AWS AmazonS3 medium security documentation change

Service: AmazonS3 · 2026-05-28 · Security-related medium

File: AmazonS3/latest/userguide/troubleshooting-server-access-logging.md

Summary

Added requirement to grant KMS permissions for SSE-KMS encrypted access logs.

Security assessment

Addresses a misconfiguration where inaccessible logs could compromise security monitoring.
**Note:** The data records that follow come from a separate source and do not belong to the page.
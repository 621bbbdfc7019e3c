//! In-memory registry of loaded models and the per-process cache that makes
//! loading happen once per directory.

use std::collections::{BTreeMap, HashMap};
use std::path::{Path, PathBuf};
use std::sync::{Arc, Mutex};
use std::time::Instant;

use tracing::info;

use crate::common::error::{NpkError, NpkResult};
use crate::common::time;

use super::domain::{ModelId, ModelInfo, Regressor};
use super::repo_fs::FsModelRepo;

struct Entry {
    model: Arc<dyn Regressor>,
    info: ModelInfo,
}

/// Immutable lookup from artefact name to predictor.
#[derive(Default)]
pub struct ModelRegistry {
    models: BTreeMap<ModelId, Entry>,
}

impl ModelRegistry {
    pub fn empty() -> Self {
        Self::default()
    }

    /// Load every artefact with extension `ext` in `dir`.
    pub fn load_dir(dir: &Path, ext: &str) -> NpkResult<Self> {
        let start = Instant::now();
        let repo = FsModelRepo::new(dir, ext);
        let mut registry = Self::empty();
        for stored in repo.load_all()? {
            let info = ModelInfo {
                name: stored.id.clone(),
                kind: stored.artifact.kind(),
                features: stored.artifact.features().to_vec(),
                sha256: stored.sha256,
            };
            registry.models.insert(
                stored.id,
                Entry {
                    model: Arc::new(stored.artifact),
                    info,
                },
            );
        }
        info!(
            dir = %dir.display(),
            models = registry.len(),
            dur_ms = time::elapsed_ms(start),
            "model registry loaded"
        );
        Ok(registry)
    }

    /// Add an in-memory model. Used when assembling a registry by hand.
    pub fn with_model<R>(mut self, name: impl Into<ModelId>, model: R) -> Self
    where
        R: Regressor + 'static,
    {
        let name = name.into();
        let info = ModelInfo {
            name: name.clone(),
            kind: model.kind(),
            features: model.features().to_vec(),
            sha256: String::new(),
        };
        self.models.insert(
            name,
            Entry {
                model: Arc::new(model),
                info,
            },
        );
        self
    }

    pub fn get(&self, name: &str) -> Option<&dyn Regressor> {
        self.models
            .get(&ModelId::new(name))
            .map(|entry| entry.model.as_ref())
    }

    /// Like [`get`](Self::get) but absent names become `MissingModel`.
    pub fn lookup(&self, name: &str) -> NpkResult<&dyn Regressor> {
        self.get(name).ok_or_else(|| NpkError::missing_model(name))
    }

    pub fn contains(&self, name: &str) -> bool {
        self.models.contains_key(&ModelId::new(name))
    }

    /// Loaded artefacts sorted by name.
    pub fn models(&self) -> Vec<ModelInfo> {
        self.models.values().map(|e| e.info.clone()).collect()
    }

    pub fn len(&self) -> usize {
        self.models.len()
    }

    pub fn is_empty(&self) -> bool {
        self.models.is_empty()
    }
}

impl std::fmt::Debug for ModelRegistry {
    fn fmt(&self, f: &mut std::fmt::Formatter<'_>) -> std::fmt::Result {
        f.debug_struct("ModelRegistry")
            .field("models", &self.models.keys().collect::<Vec<_>>())
            .finish()
    }
}

/// Load-once cache of registries keyed by directory. Create one at startup
/// and hand it to whatever needs models.
pub struct RegistryCache {
    ext: String,
    entries: Mutex<HashMap<PathBuf, Arc<ModelRegistry>>>,
}

impl RegistryCache {
    pub fn new(ext: &str) -> Self {
        Self {
            ext: ext.to_string(),
            entries: Mutex::new(HashMap::new()),
        }
    }

    /// Return the registry for `dir`, reading disk only on the first call.
    /// A failed load is not cached.
    pub fn get_or_load(&self, dir: &Path) -> NpkResult<Arc<ModelRegistry>> {
        let key = dir.to_path_buf();
        let mut entries = self
            .entries
            .lock()
            .unwrap_or_else(|poisoned| poisoned.into_inner());
        if let Some(registry) = entries.get(&key) {
            return Ok(Arc::clone(registry));
        }
        let registry = Arc::new(ModelRegistry::load_dir(dir, &self.ext)?);
        entries.insert(key, Arc::clone(&registry));
        Ok(registry)
    }
}

#[cfg(test)]
mod tests {
    use super::*;
    use crate::models::regressors::LinearModel;
    use crate::models::ModelKind;
    use std::fs;

    fn linear(intercept: f64) -> LinearModel {
        LinearModel {
            features: vec!["RH".to_string()],
            coefficients: vec![1.0],
            intercept,
        }
    }

    #[test]
    fn lookup_of_absent_name_is_missing_model() {
        let registry = ModelRegistry::empty().with_model("Model N", linear(1.0));
        assert!(registry.contains("Model N"));
        assert!(registry.lookup("Model N").is_ok());
        assert!(matches!(
            registry.lookup("Model P"),
            Err(NpkError::MissingModel { .. })
        ));
    }

    #[test]
    fn listing_is_sorted_and_describes_models() {
        let registry = ModelRegistry::empty()
            .with_model("Model P", linear(1.0))
            .with_model("Model K", linear(2.0));
        let infos = registry.models();
        assert_eq!(infos.len(), 2);
        assert_eq!(infos[0].name.as_str(), "Model K");
        assert_eq!(infos[0].kind, ModelKind::Linear);
        assert_eq!(infos[0].features, vec!["RH".to_string()]);
    }

    #[test]
    fn cache_reads_disk_once() {
        let dir = tempfile::tempdir().unwrap();
        let models = dir.path().join("models");
        fs::create_dir(&models).unwrap();
        fs::write(
            models.join("Model N.json"),
            serde_json::to_vec(&crate::models::ModelArtifact::Linear(linear(3.0))).unwrap(),
        )
        .unwrap();

        let cache = RegistryCache::new("json");
        let first = cache.get_or_load(&models).unwrap();
        assert_eq!(first.len(), 1);

        // Anything read again would now fail.
        fs::remove_dir_all(&models).unwrap();
        let second = cache.get_or_load(&models).unwrap();
        assert!(Arc::ptr_eq(&first, &second));
    }

    #[test]
    fn failed_load_is_not_cached() {
        let dir = tempfile::tempdir().unwrap();
        fs::write(dir.path().join("Model N.json"), "{").unwrap();

        let cache = RegistryCache::new("json");
        assert!(cache.get_or_load(dir.path()).is_err());

        fs::write(
            dir.path().join("Model N.json"),
            serde_json::to_vec(&crate::models::ModelArtifact::Linear(linear(3.0))).unwrap(),
        )
        .unwrap();
        assert_eq!(cache.get_or_load(dir.path()).unwrap().len(), 1);
    }
}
Explicitly requires kms:GenerateDataKey and kms:Decrypt for logging service principal to prevent log delivery failures.

Diff

diff --git a/AmazonS3/latest/userguide/troubleshooting-server-access-logging.md b/AmazonS3/latest/userguide/troubleshooting-server-access-logging.md
index 9ea6765ff..0bc3f64a9 100644
--- a//AmazonS3/latest/userguide/troubleshooting-server-access-logging.md
+++ b//AmazonS3/latest/userguide/troubleshooting-server-access-logging.md
@@ -64 +64 @@ If the destination bucket uses the Bucket owner enforced setting for Object Owne
-  * **The destination bucket must use Amazon S3 managed keys (SSE-S3)** – If the destination bucket uses SSE-KMS default encryption, log objects might be created but encrypted with a key that you can't access.
+  * **If the destination bucket uses SSE-KMS, grant the logging service principal access to the AWS KMS key** – If the destination bucket uses SSE-KMS default encryption, you must grant the logging service principal (`logging.s3.amazonaws.com`) the `kms:GenerateDataKey` and `kms:Decrypt` permissions in your AWS KMS key policy. Otherwise, log objects might be created but encrypted with a key that you can't access, or log delivery might fail.